宗炀还在睡觉，窗帘让房间密不透风，有种古怪的温和，他只占了床的一角，被子把身体全都覆盖住，不像躺着的活物。

宗俙小心掀开被子，使宗炀能更好呼吸，但宗炀的眉心依然紧皱，怀中抱着一沓纸，用白色的线绕起来绑在一起。宗俙不知道那是什么东西，无法从宗炀手中夺走，她只有轻唤他的名字。

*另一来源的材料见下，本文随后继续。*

#[tokio::test]
async fn test_disconnect_closes_and_is_sticky() {
    let server = LiveMockServer::start(vec![vec![
        Step::ExpectSetup,
        Step::Send(setup_complete()),
        Step::Hold,
    ]])
    .await;

    let (connection, mut events) =
        LiveConnection::new(test_config(&server), Arc::new(CountingProvider::default())).unwrap();
    connection.connect().await.unwrap();
    assert_eq!(next_event(&mut events).await, ConnectionEvent::SetupComplete);

    connection.disconnect().await;
    assert_eq!(connection.state(), ConnectionState::Disconnected);
    assert_eq!(connection.connect().await, Err(SessionError::Shutdown));
    assert_eq!(
        connection.send_text("late").await,
        Err(SessionError::NotConnected)
    );

    tokio::time::sleep(Duration::from_millis(100)).await;
    assert_eq!(server.connection_count(), 1);
}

宗炀似乎很费力地睁开眼，睫毛扑闪几下，宗俙感到黑暗如铅，正在逐渐蚕食她的弟弟，弟弟又将在黑暗中丢失自己，只剩下躯体的残片。

她便也觉得力量从她体内流走，流得无声又宁静。


“阿炀，你睡了一整天了。”宗俙嗓音干涩，挤不出半点强装的自若。

而宗炀听不出其中的变化，也并不关心姐姐的造访，他只是让头像一个铁球一样，又重重砸回枕头，激起床的颤动，身体蜷缩得更紧了。

他说：“我很困。”

“你有在继续吃药吗？”

宗炀的头在被单下小幅度地左右摇晃：“不需要。”

“你觉得你现在这样，是不需要的样子吗？”宗俙有些急躁，“你不能继续待在这里，跟我回家。”

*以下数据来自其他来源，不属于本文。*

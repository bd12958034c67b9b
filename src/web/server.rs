//! Serves an `axum::Router` on a loopback port.
//!
//! The server lives only as long as the demo that started it: bind to port
//! 0, hand the address to a client, then call [`RunningServer::shutdown`].

use std::io;
use std::net::SocketAddr;

use axum::Router;
use thiserror::Error;
use tokio::net::TcpListener;
use tokio::sync::oneshot;
use tokio::task::JoinHandle;
use tracing::debug;

#[derive(Debug, Error)]
pub enum ServerError {
    #[error("failed to bind listener: {0}")]
    Bind(#[source] io::Error),
    #[error("server failed: {0}")]
    Serve(#[source] io::Error),
    #[error("server task failed: {0}")]
    Join(#[from] tokio::task::JoinError),
}

pub struct RunningServer {
    addr: SocketAddr,
    shutdown: oneshot::Sender<()>,
    task: JoinHandle<io::Result<()>>,
}

impl RunningServer {
    pub fn addr(&self) -> SocketAddr {
        self.addr
    }

    /// `http://127.0.0.1:<port><path>`
    pub fn url(&self, path: &str) -> String {
        format!("http://{}{}", self.addr, path)
    }

    /// Stops accepting connections, lets in-flight requests finish, and
    /// waits for the server task to end.
    pub async fn shutdown(self) -> Result<(), ServerError> {
        // The server may already be gone; nothing to signal then.
        let _ = self.shutdown.send(());
        self.task.await?.map_err(ServerError::Serve)?;
        debug!(addr = %self.addr, "server stopped");
        Ok(())
    }
}

/// Binds `127.0.0.1:0` and serves `router` until shut down.
pub async fn spawn(router: Router) -> Result<RunningServer, ServerError> {
    let listener = TcpListener::bind(SocketAddr::from(([127, 0, 0, 1], 0)))
        .await
        .map_err(ServerError::Bind)?;
    let addr = listener.local_addr().map_err(ServerError::Bind)?;
    let (shutdown, stop) = oneshot::channel::<()>();

    let task = tokio::spawn(async move {
        axum::serve(listener, router)
            .with_graceful_shutdown(async move {
                let _ = stop.await;
            })
            .await
    });

    debug!(%addr, "server listening");
    Ok(RunningServer {
        addr,
        shutdown,
        task,
    })
}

没有得到回应，宗俙俯下身，拨开宗炀前额的头发，指尖掠过他的眉毛时，宗俙发觉宗炀在哭，没有声响地哭泣，眼泪从眼角滚落到白色的枕套上，留下湿暗的小点印记。

宗俙无比心慌，跪坐在地上，握住宗炀的手：“对不起，阿炀，你不要哭，姐姐只是很担心你。”

宗炀翻身，背对着宗俙，彻底拒绝了沟通。宗俙看到他肩膀在抽搐，后悔昨晚打电话告知他，商漫已经死了。


商漫的人生从很早开始，就预示了这样的结局，颠沛流离，死在异乡。以至于宗俙接到警方电话时，并无太多惊讶，甚至显得过于克制。

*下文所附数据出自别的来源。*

//! Type conversion: numeric casts, `From`/`TryFrom`, parsing and formatting.

use std::fmt;
use std::num::ParseIntError;
use std::str::FromStr;

use thiserror::Error;

fn numeric_casts() {
    let i: i32 = 42;
    let f = i as f64;
    let u = f as u32;
    println!("i32 {i} -> f64 {f} -> u32 {u}");

    // `as` truncates and saturates silently.
    let big: i64 = 300;
    println!("300i64 as u8   = {}", big as u8);
    println!("-1i32 as u32   = {}", -1i32 as u32);
    println!("3.99f64 as i32 = {}", 3.99f64 as i32);
    println!("1e10 as i32    = {}", 1e10f64 as i32);

    // Lossless widening has a From impl.
    let widened: i64 = i64::from(i);
    println!("i64::from(42i32) = {widened}");
}

fn checked_conversions() {
    for value in [200i32, 300, -5] {
        match u8::try_from(value) {
            Ok(b) => println!("u8::try_from({value}) = Ok({b})"),
            Err(e) => println!("u8::try_from({value}) = Err({e})"),
        }
    }
}

fn strings_and_numbers() {
    let n = 123;
    let s = n.to_string();
    println!("to_string: {s:?}");

    for input in ["456", "4x6", ""] {
        let parsed: Result<i32, ParseIntError> = input.parse();
        println!("{input:?}.parse::<i32>() = {parsed:?}");
    }

    let hex = i64::from_str_radix("ff", 16);
    println!("from_str_radix(\"ff\", 16) = {hex:?}");
    println!("255 as hex {:x}, binary {:b}", 255, 255);

    let bytes = "héllo".as_bytes().to_vec();
    let back = String::from_utf8(bytes.clone());
    println!("bytes {:?} -> {:?}", bytes, back);
}

#[derive(Debug, Clone, Copy, PartialEq)]
pub struct Celsius(pub f64);

#[derive(Debug, Clone, Copy, PartialEq)]
pub struct Fahrenheit(pub f64);

impl From<Celsius> for Fahrenheit {
    fn from(c: Celsius) -> Self {
        Fahrenheit(c.0 * 9.0 / 5.0 + 32.0)
    }
}

impl fmt::Display for Celsius {
    fn fmt(&self, f: &mut fmt::Formatter<'_>) -> fmt::Result {
        write!(f, "{:.1}°C", self.0)
    }
}

#[derive(Debug, Error, PartialEq)]
pub enum TemperatureError {
    #[error("missing unit suffix (C or F)")]
    MissingUnit,
    #[error("unknown unit {0:?}")]
    UnknownUnit(char),
    #[error("invalid number: {0}")]
    Number(String),
}

impl FromStr for Celsius {
    type Err = TemperatureError;

    /// Accepts `"21.5C"` or `"70F"`.
    fn from_str(s: &str) -> Result<Self, Self::Err> {
        let s = s.trim();
        let unit = s.chars().last().ok_or(TemperatureError::MissingUnit)?;
        let number = &s[..s.len() - unit.len_utf8()];
        if unit.is_ascii_digit() {
            return Err(TemperatureError::MissingUnit);
        }
        let value: f64 = number
            .trim()
            .parse()
            .map_err(|e: std::num::ParseFloatError| TemperatureError::Number(e.to_string()))?;
        match unit.to_ascii_uppercase() {
            'C' => Ok(Celsius(value)),
            'F' => Ok(Celsius((value - 32.0) * 5.0 / 9.0)),
            other => Err(TemperatureError::UnknownUnit(other)),
        }
    }
}

fn custom_conversions() {
    let boiling = Celsius(100.0);
    let f: Fahrenheit = boiling.into();
    println!("{boiling} -> {:?}", f);

    for input in ["21.5C", "212F", "30K", "hot C", "42"] {
        match input.parse::<Celsius>() {
            Ok(c) => println!("{input:>6} -> {c}"),
            Err(e) => println!("{input:>6} -> error: {e}"),
        }
    }
}

pub fn run() {
    println!("=== Type Conversion ===\n");

    println!("--- Numeric casts ---");
    numeric_casts();

    println!("\n--- Checked conversions ---");
    checked_conversions();

    println!("\n--- Strings and numbers ---");
    strings_and_numbers();

    println!("\n--- Your own types ---");
    custom_conversions();

    println!("\n=== Key Points ===");
    println!("1. There are no implicit numeric conversions");
    println!("2. `as` never fails; TryFrom reports out-of-range values");
    println!("3. Implement From/FromStr and get into()/parse() for free");
}

#[cfg(test)]
mod tests {
    use super::*;

    #[test]
    fn test_parse_celsius_and_fahrenheit() {
        assert_eq!("21.5C".parse::<Celsius>(), Ok(Celsius(21.5)));
        assert_eq!("212F".parse::<Celsius>(), Ok(Celsius(100.0)));
        assert_eq!("0 c".parse::<Celsius>(), Ok(Celsius(0.0)));
    }

    #[test]
    fn test_parse_errors() {
        assert_eq!("30K".parse::<Celsius>(), Err(TemperatureError::UnknownUnit('K')));
        assert_eq!("42".parse::<Celsius>(), Err(TemperatureError::MissingUnit));
        assert_eq!("".parse::<Celsius>(), Err(TemperatureError::MissingUnit));
        assert!(matches!("hot C".parse::<Celsius>(), Err(TemperatureError::Number(_))));
    }

    #[test]
    fn test_celsius_into_fahrenheit() {
        let f: Fahrenheit = Celsius(-40.0).into();
        assert_eq!(f, Fahrenheit(-40.0));
    }
}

直到颜松影陪她去停尸间认领尸体，商漫才开始品尝出恐惧，面对一具没了呼吸，通体白得像洒上面粉的尸体，她觉得不可思议，脑中闪过的竟还是二十多岁的商漫，曾美丽过、温柔过，和面前的这个面容浮肿的女性，宛若割裂开的两个不同个体。

商漫是被人捅死的，她生活于鱼龙混杂的地界，社会渣滓与生活窘迫得难见光明的人都住在这里，商漫属于后者，她生命中最后一个男人属于前者。

在五十多岁的女人里，商漫算得上风韵犹存，即便浓粉遮不住老态，红唇掩不住嘴角死皮，她依然游走男人之间，那社会渣滓早年丧妻，他们在牌馆里相识，多么讽刺，还是个赌鬼。

赌鬼赌红双眼是六亲不认的，他向商漫索要钱，商漫怎么会把钱给他？何况她自己也捉襟见肘。争执中被连捅许多刀，血流成河，几天后被邻居发现，夏日尸体腐臭，弥漫整个楼道。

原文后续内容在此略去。